* _THE INPUT_

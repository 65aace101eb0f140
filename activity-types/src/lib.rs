//! # activity-types
//!
//! Data model for the campus activity sync layer.
//!
//! This crate provides the types shared by every other crate in the workspace:
//! - [`Activity`], [`ActivityDisplay`] - Activity records as reported by the backend
//! - [`Status`], [`ModuleTag`] - Fixed code tables
//! - [`UserInfo`], [`LoginState`] - Session view
//! - [`ApplyOutcome`] - Result of a registration attempt
//! - [`TypesError`] - Error types

#![warn(missing_docs)]
#![warn(clippy::all)]

mod activity;
mod de;
mod error;
mod outcome;
mod time;
mod user;

pub use activity::{Activity, ActivityDisplay, ModuleTag, Status, SERIES_CATEGORY};
pub use error::TypesError;
pub use outcome::ApplyOutcome;
pub use time::{parse_bound, parse_timestamp, TIMESTAMP_FORMAT};
pub use user::{LoginState, UserInfo};
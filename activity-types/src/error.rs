//! Error types for the activity data model.

use thiserror::Error;

/// Errors produced while interpreting activity data.
#[derive(Debug, Clone, PartialEq, Eq, Error)]
pub enum TypesError {
    /// Module tag letter outside the fixed five-letter table
    #[error("unknown module tag: {0}")]
    UnknownModule(String),

    /// Timestamp string that matches none of the accepted formats
    #[error("invalid timestamp: {0}")]
    InvalidTimestamp(String),
}
//! Audit log lines.
//!
//! Each entry is a single immutable line `[local-timestamp] message`.
//! The log is persisted as the ordered sequence of these lines.

use std::fmt;

use chrono::{Local, NaiveDateTime};
use serde::{Deserialize, Serialize};

/// Timestamp layout inside the brackets.
pub const ENTRY_TIME_FORMAT: &str = "%Y/%m/%d %H:%M:%S";

/// One audit line.
#[derive(Debug, Clone, PartialEq, Eq, Serialize, Deserialize)]
#[serde(transparent)]
pub struct LogEntry(String);

impl LogEntry {
    /// Stamp a message with the given local time.
    pub fn at(time: NaiveDateTime, message: &str) -> Self {
        Self(format!("[{}] {}", time.format(ENTRY_TIME_FORMAT), message))
    }

    /// Stamp a message with the current local time.
    pub fn now(message: &str) -> Self {
        Self::at(Local::now().naive_local(), message)
    }

    /// Wrap a line that was already formatted (e.g. read back from disk).
    pub fn from_line(line: String) -> Self {
        Self(line)
    }

    /// The full line.
    pub fn as_str(&self) -> &str {
        &self.0
    }
}

impl fmt::Display for LogEntry {
    fn fmt(&self, f: &mut fmt::Formatter<'_>) -> fmt::Result {
        f.write_str(&self.0)
    }
}

/// Name of an export artifact, unique per millisecond.
pub fn export_file_name(prefix: &str, millis: i64) -> String {
    format!("{prefix}-{millis}.txt")
}

/// Newline-joined body of an export artifact.
pub fn export_contents(entries: &[LogEntry]) -> String {
    entries
        .iter()
        .map(LogEntry::as_str)
        .collect::<Vec<_>>()
        .join("\n")
}

#[cfg(test)]
mod tests {
    use super::*;
    use chrono::NaiveDate;

    fn noon() -> NaiveDateTime {
        NaiveDate::from_ymd_opt(2025, 3, 7)
            .unwrap()
            .and_hms_opt(12, 4, 5)
            .unwrap()
    }

    #[test]
    fn entry_has_bracketed_zero_padded_timestamp() {
        let entry = LogEntry::at(noon(), "Fetched catalog");
        assert_eq!(entry.as_str(), "[2025/03/07 12:04:05] Fetched catalog");
    }

    #[test]
    fn entry_serializes_as_plain_string() {
        let entry = LogEntry::at(noon(), "x");
        let json = serde_json::to_value(&entry).unwrap();
        assert_eq!(json, serde_json::json!("[2025/03/07 12:04:05] x"));

        let back: LogEntry = serde_json::from_value(json).unwrap();
        assert_eq!(back, entry);
    }

    #[test]
    fn export_name_carries_millis() {
        assert_eq!(
            export_file_name("activity-logs", 1733000000123),
            "activity-logs-1733000000123.txt"
        );
    }

    #[test]
    fn export_joins_with_newlines() {
        let entries = vec![
            LogEntry::from_line("one".into()),
            LogEntry::from_line("two".into()),
        ];
        assert_eq!(export_contents(&entries), "one\ntwo");
        assert_eq!(export_contents(&[]), "");
    }
}
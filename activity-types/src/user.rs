//! Session view: the signed-in user and the backend-reported login state.

use serde::{Deserialize, Serialize};

use crate::de;

/// Profile of the signed-in user.
#[derive(Debug, Clone, PartialEq, Serialize, Deserialize)]
pub struct UserInfo {
    /// Student identifier.
    pub id: String,
    /// Display name.
    #[serde(alias = "realname")]
    pub name: String,
    /// Grade (enrolment year).
    #[serde(default)]
    pub grade: String,
    /// Class.
    #[serde(alias = "classes", default)]
    pub class: String,
    /// College, when known.
    #[serde(default, skip_serializing_if = "Option::is_none")]
    pub college: Option<String>,
    /// Score reported by the backend.
    #[serde(alias = "scientificqiValue", default, deserialize_with = "de::opt_f64", skip_serializing_if = "Option::is_none")]
    pub score: Option<f64>,
    /// Avatar reference.
    #[serde(default, skip_serializing_if = "Option::is_none")]
    pub avatar: Option<String>,
}

/// Login state as reported by the backend.
///
/// `logged_in == false` implies `user.is_none()`, and `user.is_some()`
/// implies `logged_in`. States built through [`LoginState::normalized`]
/// always hold both.
#[derive(Debug, Clone, Default, PartialEq, Serialize, Deserialize)]
pub struct LoginState {
    /// Whether a session is active.
    #[serde(default)]
    pub logged_in: bool,
    /// Whether credentials are stored for automatic login.
    #[serde(default)]
    pub has_stored_creds: bool,
    /// Remembered username, kept after logout for prefill.
    #[serde(default, skip_serializing_if = "Option::is_none")]
    pub username: Option<String>,
    /// Profile of the signed-in user.
    #[serde(default, skip_serializing_if = "Option::is_none")]
    pub user: Option<UserInfo>,
}

impl LoginState {
    /// The definite logged-out state with nothing remembered.
    pub fn logged_out() -> Self {
        Self::default()
    }

    /// State right after a successful login.
    pub fn signed_in(username: &str, user: UserInfo, has_stored_creds: bool) -> Self {
        Self {
            logged_in: true,
            has_stored_creds,
            username: Some(username.to_string()),
            user: Some(user),
        }
    }

    /// Enforce the logged-in/user invariant.
    ///
    /// `logged_in` is authoritative: a missing session drops any stale user.
    pub fn normalized(mut self) -> Self {
        if !self.logged_in {
            self.user = None;
        }
        self
    }

    /// Name to show for the session.
    pub fn display_name(&self) -> &str {
        self.user
            .as_ref()
            .map(|u| u.name.as_str())
            .filter(|name| !name.is_empty())
            .or_else(|| self.username.as_deref().filter(|name| !name.is_empty()))
            .unwrap_or("Not logged in")
    }
}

* _EXERCISE_
Quote every line of the records above, from the first down to the one holding "Fixed code tables", exactly as written.

* _EXERCISE ANSWER_
repository 65aace101eb0f140
filename activity-types/src/lib.rs
//! # activity-types
//!
//! Data model for the campus activity sync layer.
//!
//! This crate provides the types shared by every other crate in the workspace:
//! - [`Activity`], [`ActivityDisplay`] - Activity records as reported by the backend
//! - [`Status`], [`ModuleTag`] - Fixed code tables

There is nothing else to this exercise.